═════ INFORMATION GIVEN ═════
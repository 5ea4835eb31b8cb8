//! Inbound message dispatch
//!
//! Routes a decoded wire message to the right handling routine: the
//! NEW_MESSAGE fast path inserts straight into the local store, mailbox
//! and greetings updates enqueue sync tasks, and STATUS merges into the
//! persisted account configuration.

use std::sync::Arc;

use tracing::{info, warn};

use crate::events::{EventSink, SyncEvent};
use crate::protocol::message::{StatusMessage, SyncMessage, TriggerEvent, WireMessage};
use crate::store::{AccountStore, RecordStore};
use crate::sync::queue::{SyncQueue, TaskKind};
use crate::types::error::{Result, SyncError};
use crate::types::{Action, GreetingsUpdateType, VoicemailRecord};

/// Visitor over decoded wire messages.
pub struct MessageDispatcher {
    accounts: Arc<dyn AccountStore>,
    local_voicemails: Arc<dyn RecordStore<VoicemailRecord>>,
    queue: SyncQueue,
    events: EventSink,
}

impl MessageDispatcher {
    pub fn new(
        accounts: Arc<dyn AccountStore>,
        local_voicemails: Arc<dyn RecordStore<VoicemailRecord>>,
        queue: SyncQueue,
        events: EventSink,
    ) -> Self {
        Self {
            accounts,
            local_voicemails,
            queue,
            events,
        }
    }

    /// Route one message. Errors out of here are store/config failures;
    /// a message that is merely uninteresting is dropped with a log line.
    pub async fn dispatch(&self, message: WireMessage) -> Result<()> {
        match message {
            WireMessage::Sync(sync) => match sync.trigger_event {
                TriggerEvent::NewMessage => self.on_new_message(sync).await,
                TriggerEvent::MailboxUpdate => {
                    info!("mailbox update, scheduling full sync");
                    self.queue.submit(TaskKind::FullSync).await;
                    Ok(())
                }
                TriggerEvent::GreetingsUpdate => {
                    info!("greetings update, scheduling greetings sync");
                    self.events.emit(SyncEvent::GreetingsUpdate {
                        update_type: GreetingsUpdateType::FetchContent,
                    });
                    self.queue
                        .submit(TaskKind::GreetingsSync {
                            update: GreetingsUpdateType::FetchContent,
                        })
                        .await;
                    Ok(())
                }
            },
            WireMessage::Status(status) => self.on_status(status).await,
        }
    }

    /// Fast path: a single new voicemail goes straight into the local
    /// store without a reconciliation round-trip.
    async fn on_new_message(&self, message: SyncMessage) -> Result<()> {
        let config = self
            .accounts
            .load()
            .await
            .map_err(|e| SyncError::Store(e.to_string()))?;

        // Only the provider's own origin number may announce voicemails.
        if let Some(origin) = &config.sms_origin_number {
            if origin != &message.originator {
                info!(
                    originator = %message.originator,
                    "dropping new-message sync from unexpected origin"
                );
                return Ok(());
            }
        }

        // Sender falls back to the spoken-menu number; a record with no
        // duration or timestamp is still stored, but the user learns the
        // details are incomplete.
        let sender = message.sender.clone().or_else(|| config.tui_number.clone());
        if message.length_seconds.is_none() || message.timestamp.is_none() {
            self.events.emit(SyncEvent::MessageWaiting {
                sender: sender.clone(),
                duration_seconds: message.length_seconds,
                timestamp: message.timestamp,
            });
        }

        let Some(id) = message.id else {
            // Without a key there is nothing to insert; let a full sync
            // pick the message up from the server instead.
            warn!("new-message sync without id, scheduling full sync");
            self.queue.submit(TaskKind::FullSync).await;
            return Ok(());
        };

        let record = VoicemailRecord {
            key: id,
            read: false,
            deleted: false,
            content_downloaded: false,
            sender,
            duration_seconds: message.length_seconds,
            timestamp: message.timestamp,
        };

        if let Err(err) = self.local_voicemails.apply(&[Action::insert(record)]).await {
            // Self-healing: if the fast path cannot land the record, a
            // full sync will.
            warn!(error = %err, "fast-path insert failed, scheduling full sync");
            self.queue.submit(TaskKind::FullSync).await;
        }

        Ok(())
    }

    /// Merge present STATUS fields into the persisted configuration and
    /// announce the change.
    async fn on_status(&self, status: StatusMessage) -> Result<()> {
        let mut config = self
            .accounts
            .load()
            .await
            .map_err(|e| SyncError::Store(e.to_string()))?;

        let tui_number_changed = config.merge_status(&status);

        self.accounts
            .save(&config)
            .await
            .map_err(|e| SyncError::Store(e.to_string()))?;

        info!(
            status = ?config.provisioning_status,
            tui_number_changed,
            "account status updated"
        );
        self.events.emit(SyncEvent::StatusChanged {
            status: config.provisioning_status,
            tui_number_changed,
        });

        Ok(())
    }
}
═════
AIM OF THE TASK: Please copy out each line of the listing above that contains the string "Result".

OUTPUT OF THE TASK:
use crate::types::error::{Result, SyncError};
    pub async fn dispatch(&self, message: WireMessage) -> Result<()> {
    async fn on_new_message(&self, message: SyncMessage) -> Result<()> {
    async fn on_status(&self, status: StatusMessage) -> Result<()> {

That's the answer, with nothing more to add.